Regarding the use of neural networks, in [34], a deep quantum neural network is used to enhance the fidelity of quantum convolutional codes. As in our work, they deal with the quantum noise, although using a different approach for a different application (to enhance the fidelity of quantum states). In our case, we use traditional neural networks that take the noise data from a quantum computing, instead of the quantum neural networks they apply. In this way, we obtain a feasible solution that can be applied in current quantum computing infrastructures.
A closer work to ours is [35], where they also propose a classical artificial neural network to infer the amount of probability adjustment to mitigate quantum error. Our work differs in that we use the neural network to estimate the rotations that best compensate for the quantum noise.

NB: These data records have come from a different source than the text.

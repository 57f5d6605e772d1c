//! Executor-facing notifiers

use super::handler::LoggingHandler;
use crate::assessment::{Assessment, AssessmentError};
use crate::builder::AssessmentSummary;
use crate::types::Document;
use std::sync::Arc;

/// Progress observer called by executors and the execution helper
#[allow(unused_variables)]
pub trait AssessmentNotifier: Send + Sync {
    /// Whether `assessment_completed` should receive a per-assessment summary
    fn wants_summary(&self) -> bool {
        false
    }

    fn execution_started(&self, document: &dyn Document) {}

    fn execution_completed(&self, document: &dyn Document) {}

    fn assessment_started(&self, assessment: &dyn Assessment, document: &dyn Document) {}

    fn assessment_completed(
        &self,
        assessment: &dyn Assessment,
        document: &dyn Document,
        summary: Option<&AssessmentSummary>,
    ) {
    }

    fn assessment_error(
        &self,
        assessment: &dyn Assessment,
        document: &dyn Document,
        error: &AssessmentError,
    ) {
    }
}

#[derive(Debug, Default, Clone, Copy)]
pub struct NoopAssessmentNotifier;

impl AssessmentNotifier for NoopAssessmentNotifier {}

/// Adapts a `LoggingHandler` to the notifier interface
pub struct HandlerNotifier {
    handler: Arc<dyn LoggingHandler>,
    summarize: bool,
}

impl HandlerNotifier {
    pub fn new(handler: Arc<dyn LoggingHandler>) -> Self {
        Self {
            handler,
            summarize: false,
        }
    }

    pub fn with_summaries(mut self, summarize: bool) -> Self {
        self.summarize = summarize;
        self
    }
}

impl AssessmentNotifier for HandlerNotifier {
    fn wants_summary(&self) -> bool {
        self.summarize
    }

    fn execution_started(&self, document: &dyn Document) {
        self.handler.execution_started(document);
    }

    fn execution_completed(&self, document: &dyn Document) {
        self.handler.execution_completed(document);
    }

    fn assessment_started(&self, assessment: &dyn Assessment, document: &dyn Document) {
        self.handler.assessment_started(assessment, document);
    }

    fn assessment_completed(
        &self,
        assessment: &dyn Assessment,
        document: &dyn Document,
        summary: Option<&AssessmentSummary>,
    ) {
        self.handler.assessment_completed(assessment, document, summary);
    }

    fn assessment_error(
        &self,
        assessment: &dyn Assessment,
        document: &dyn Document,
        error: &AssessmentError,
    ) {
        self.handler.assessment_error(assessment, document, error);
    }
}

/// Notifies every member; a summary is produced if any member asks for one
#[derive(Default)]
pub struct NotifierChain {
    notifiers: Vec<Arc<dyn AssessmentNotifier>>,
}

impl NotifierChain {
    pub fn new(notifiers: Vec<Arc<dyn AssessmentNotifier>>) -> Self {
        Self { notifiers }
    }

    pub fn with_notifier(mut self, notifier: Arc<dyn AssessmentNotifier>) -> Self {
        self.notifiers.push(notifier);
        self
    }
}

impl AssessmentNotifier for NotifierChain {
    fn wants_summary(&self) -> bool {
        self.notifiers.iter().any(|n| n.wants_summary())
    }

    fn execution_started(&self, document: &dyn Document) {
        self.notifiers.iter().for_each(|n| n.execution_started(document));
    }

    fn execution_completed(&self, document: &dyn Document) {
        self.notifiers.iter().for_each(|n| n.execution_completed(document));
    }

    fn assessment_started(&self, assessment: &dyn Assessment, document: &dyn Document) {
        for notifier in &self.notifiers {
            notifier.assessment_started(assessment, document);
        }
    }

    fn assessment_completed(
        &self,
        assessment: &dyn Assessment,
        document: &dyn Document,
        summary: Option<&AssessmentSummary>,
    ) {
        for notifier in &self.notifiers {
            notifier.assessment_completed(assessment, document, summary);
        }
    }

    fn assessment_error(
        &self,
        assessment: &dyn Assessment,
        document: &dyn Document,
        error: &AssessmentError,
    ) {
        for notifier in &self.notifiers {
            notifier.assessment_error(assessment, document, error);
        }
    }
}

7. Conclusions and Future Work

We presented a novel approach to the problem of V a R estimation when the number of assets is high. Monte Carlo methods are extremely difficult to apply in such cases, so parametric estimation is used instead. Using a linear approximation to the distribution of losses, we can reduce the problem to a single (or a few) random variable, which can be generated using quantum computers to consider “black swans”. We presented a simulation where all the data are “compressed” in just one distribution, but it need not be the case. A V a R estimation problem could be divided into parts and simulated partially by real quantum computers. The results could be combined afterward to obtain the estimation. Neural networks can be used to mitigate the noise effect in real quantum computers. Actual data were used to show that the method is feasible, and the results are close to those currently used in finance.
The validity of the fixed rotations is an open question. We proved that the neural network compensated for the noise effect in a real quantum computer, but further investigation is needed to understand the timeframe of that correction. Anyway, V a R predictions are made usually on a daily basis, so it is feasible to calculate the rotations every day. Another point is the comparison between different computers and topologies. Finally, it can be interesting to apply explainable artificial intelligence (XAI) [36] to understand how the neural network is calculating the qubit rotations to mitigate the noise, to find a simpler algorithm to compute them. The increasing size of current quantum computers makes it easier to use more and more qubits in the calculations. Nevertheless, more qubits mean more noise and further corrections. There will probably be a balance that achieves an optimum in the estimations.
Finally, as mentioned in the discussion, extensive testing with data from the field has to be performed to make sure that the application of quantum computers makes sense to predict V a R accurately. Our results suggest the accuracy of the proposed method, but much more real data are needed. The dependence of local finance markets may also be relevant for the adjustment. This topic should be addressed in future work.

Author Contributions

Conceptualization, L.d.P.; methodology, F.J.G.-A.; software, R.P.M.; validation, J.E.L.d.V.; formal analysis, L.d.P.; investigation, R.P.M.; resources, S.L.-B.; writing—original draft preparation, L.d.P., R.P.M. and F.J.G.-A.; writing—review and editing, J.E.L.d.V. and S.L.-B.; visualization, L.d.P. and R.P.M.; supervision, F.J.G.-A.; project administration, S.L.-B.; funding acquisition, S.L.-B. All authors have read and agreed to the published version of the manuscript.

Funding

This work was supported in part by the Spanish Research Agency under the project AGILEMON (AEI PID2019-104451RB-C21).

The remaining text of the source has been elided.